TASK TO CARRY OUT:
Give back every record exactly as it reads.

EXTRACTED INFORMATION:
★ ★ ★
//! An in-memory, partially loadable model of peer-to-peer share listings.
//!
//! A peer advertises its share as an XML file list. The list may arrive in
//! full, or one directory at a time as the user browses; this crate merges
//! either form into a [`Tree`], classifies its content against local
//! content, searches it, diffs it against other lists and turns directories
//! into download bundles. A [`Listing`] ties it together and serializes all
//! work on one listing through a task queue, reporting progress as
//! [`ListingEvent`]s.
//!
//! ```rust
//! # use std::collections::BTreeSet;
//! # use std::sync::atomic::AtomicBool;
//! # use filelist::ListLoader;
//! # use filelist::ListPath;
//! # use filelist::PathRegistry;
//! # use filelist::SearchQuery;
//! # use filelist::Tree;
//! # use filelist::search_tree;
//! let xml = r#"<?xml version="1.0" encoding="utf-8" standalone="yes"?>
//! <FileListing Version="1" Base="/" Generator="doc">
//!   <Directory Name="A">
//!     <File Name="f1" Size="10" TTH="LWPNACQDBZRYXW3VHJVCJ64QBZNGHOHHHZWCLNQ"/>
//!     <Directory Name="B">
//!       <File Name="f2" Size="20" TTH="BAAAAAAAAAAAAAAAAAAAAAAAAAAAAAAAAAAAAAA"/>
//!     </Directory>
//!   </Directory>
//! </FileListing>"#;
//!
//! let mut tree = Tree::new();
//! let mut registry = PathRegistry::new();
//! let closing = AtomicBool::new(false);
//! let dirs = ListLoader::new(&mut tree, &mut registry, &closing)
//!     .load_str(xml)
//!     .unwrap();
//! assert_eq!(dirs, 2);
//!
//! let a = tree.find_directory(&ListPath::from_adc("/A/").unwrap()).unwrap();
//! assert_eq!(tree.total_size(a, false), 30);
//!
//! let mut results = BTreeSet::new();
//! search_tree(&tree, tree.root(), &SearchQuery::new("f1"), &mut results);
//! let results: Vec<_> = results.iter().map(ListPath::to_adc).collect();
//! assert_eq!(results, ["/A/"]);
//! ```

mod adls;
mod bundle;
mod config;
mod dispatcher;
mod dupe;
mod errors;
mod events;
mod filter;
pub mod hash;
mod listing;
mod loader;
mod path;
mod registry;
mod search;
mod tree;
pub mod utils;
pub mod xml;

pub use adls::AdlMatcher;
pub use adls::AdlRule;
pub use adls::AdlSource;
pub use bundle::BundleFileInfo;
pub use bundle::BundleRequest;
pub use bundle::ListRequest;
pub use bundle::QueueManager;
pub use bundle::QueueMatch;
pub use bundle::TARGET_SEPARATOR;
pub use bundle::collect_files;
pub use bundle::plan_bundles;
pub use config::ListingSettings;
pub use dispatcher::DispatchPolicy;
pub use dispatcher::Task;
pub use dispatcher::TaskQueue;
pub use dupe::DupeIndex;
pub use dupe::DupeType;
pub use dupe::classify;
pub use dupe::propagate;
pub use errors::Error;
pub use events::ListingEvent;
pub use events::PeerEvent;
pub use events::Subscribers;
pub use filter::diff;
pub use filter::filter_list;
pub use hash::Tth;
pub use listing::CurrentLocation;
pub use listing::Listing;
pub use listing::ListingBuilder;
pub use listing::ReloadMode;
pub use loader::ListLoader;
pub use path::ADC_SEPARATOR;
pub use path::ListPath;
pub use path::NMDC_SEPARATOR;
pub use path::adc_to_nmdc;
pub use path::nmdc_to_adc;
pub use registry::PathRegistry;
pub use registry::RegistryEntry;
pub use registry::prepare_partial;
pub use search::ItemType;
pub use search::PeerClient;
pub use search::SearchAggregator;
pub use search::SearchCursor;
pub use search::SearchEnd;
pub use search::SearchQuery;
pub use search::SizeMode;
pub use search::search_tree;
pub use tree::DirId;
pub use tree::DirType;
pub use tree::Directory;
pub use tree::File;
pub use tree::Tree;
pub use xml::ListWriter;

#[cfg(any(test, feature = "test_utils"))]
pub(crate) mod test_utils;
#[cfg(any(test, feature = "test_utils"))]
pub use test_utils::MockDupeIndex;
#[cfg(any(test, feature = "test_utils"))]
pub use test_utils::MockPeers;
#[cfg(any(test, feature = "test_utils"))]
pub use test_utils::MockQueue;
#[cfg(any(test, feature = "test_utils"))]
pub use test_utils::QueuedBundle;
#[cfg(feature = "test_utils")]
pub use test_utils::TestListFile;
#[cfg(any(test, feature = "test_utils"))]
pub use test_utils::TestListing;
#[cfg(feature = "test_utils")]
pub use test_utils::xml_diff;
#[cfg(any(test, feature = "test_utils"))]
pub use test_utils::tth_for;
★ ★ ★
EXERCISE RESULT:
//! An in-memory, partially loadable model of peer-to-peer share listings.
//!
//! A peer advertises its share as an XML file list. The list may arrive in
//! full, or one directory at a time as the user browses; this crate merges
//! either form into a [`Tree`], classifies its content against local
//! content, searches it, diffs it against other lists and turns directories
//! into download bundles. A [`Listing`] ties it together and serializes all
//! work on one listing through a task queue, reporting progress as
//! [`ListingEvent`]s.
//!
//! ```rust
//! # use std::collections::BTreeSet;
//! # use std::sync::atomic::AtomicBool;
//! # use filelist::ListLoader;
//! # use filelist::ListPath;
//! # use filelist::PathRegistry;
//! # use filelist::SearchQuery;
//! # use filelist::Tree;
//! # use filelist::search_tree;
//! let xml = r#"<?xml version="1.0" encoding="utf-8" standalone="yes"?>
//! <FileListing Version="1" Base="/" Generator="doc">
//!   <Directory Name="A">
//!     <File Name="f1" Size="10" TTH="LWPNACQDBZRYXW3VHJVCJ64QBZNGHOHHHZWCLNQ"/>
//!     <Directory Name="B">
//!       <File Name="f2" Size="20" TTH="BAAAAAAAAAAAAAAAAAAAAAAAAAAAAAAAAAAAAAA"/>
//!     </Directory>
//!   </Directory>
//! </FileListing>"#;
//!
//! let mut tree = Tree::new();
//! let mut registry = PathRegistry::new();
//! let closing = AtomicBool::new(false);
//! let dirs = ListLoader::new(&mut tree, &mut registry, &closing)
//!     .load_str(xml)
//!     .unwrap();
//! assert_eq!(dirs, 2);
//!
//! let a = tree.find_directory(&ListPath::from_adc("/A/").unwrap()).unwrap();
//! assert_eq!(tree.total_size(a, false), 30);
//!
//! let mut results = BTreeSet::new();
//! search_tree(&tree, tree.root(), &SearchQuery::new("f1"), &mut results);
//! let results: Vec<_> = results.iter().map(ListPath::to_adc).collect();
//! assert_eq!(results, ["/A/"]);
//! ```

mod adls;
mod bundle;
mod config;
mod dispatcher;
mod dupe;
mod errors;
mod events;
mod filter;
pub mod hash;
mod listing;
mod loader;
mod path;
mod registry;
mod search;
mod tree;
pub mod utils;
pub mod xml;

pub use adls::AdlMatcher;
pub use adls::AdlRule;
pub use adls::AdlSource;
pub use bundle::BundleFileInfo;
pub use bundle::BundleRequest;
pub use bundle::ListRequest;
pub use bundle::QueueManager;
pub use bundle::QueueMatch;
pub use bundle::TARGET_SEPARATOR;
pub use bundle::collect_files;
pub use bundle::plan_bundles;
pub use config::ListingSettings;
pub use dispatcher::DispatchPolicy;
pub use dispatcher::Task;
pub use dispatcher::TaskQueue;
pub use dupe::DupeIndex;
pub use dupe::DupeType;
pub use dupe::classify;
pub use dupe::propagate;
pub use errors::Error;
pub use events::ListingEvent;
pub use events::PeerEvent;
pub use events::Subscribers;
pub use filter::diff;
pub use filter::filter_list;
pub use hash::Tth;
pub use listing::CurrentLocation;
pub use listing::Listing;
pub use listing::ListingBuilder;
pub use listing::ReloadMode;
pub use loader::ListLoader;
pub use path::ADC_SEPARATOR;
pub use path::ListPath;
pub use path::NMDC_SEPARATOR;
pub use path::adc_to_nmdc;
pub use path::nmdc_to_adc;
pub use registry::PathRegistry;
pub use registry::RegistryEntry;
pub use registry::prepare_partial;
pub use search::ItemType;
pub use search::PeerClient;
pub use search::SearchAggregator;
pub use search::SearchCursor;
pub use search::SearchEnd;
pub use search::SearchQuery;
pub use search::SizeMode;
pub use search::search_tree;
pub use tree::DirId;
pub use tree::DirType;
pub use tree::Directory;
pub use tree::File;
pub use tree::Tree;
pub use xml::ListWriter;

#[cfg(any(test, feature = "test_utils"))]
pub(crate) mod test_utils;
#[cfg(any(test, feature = "test_utils"))]
pub use test_utils::MockDupeIndex;
#[cfg(any(test, feature = "test_utils"))]
pub use test_utils::MockPeers;
#[cfg(any(test, feature = "test_utils"))]
pub use test_utils::MockQueue;
#[cfg(any(test, feature = "test_utils"))]
pub use test_utils::QueuedBundle;
#[cfg(feature = "test_utils")]
pub use test_utils::TestListFile;
#[cfg(any(test, feature = "test_utils"))]
pub use test_utils::TestListing;
#[cfg(feature = "test_utils")]
pub use test_utils::xml_diff;
#[cfg(any(test, feature = "test_utils"))]
pub use test_utils::tth_for;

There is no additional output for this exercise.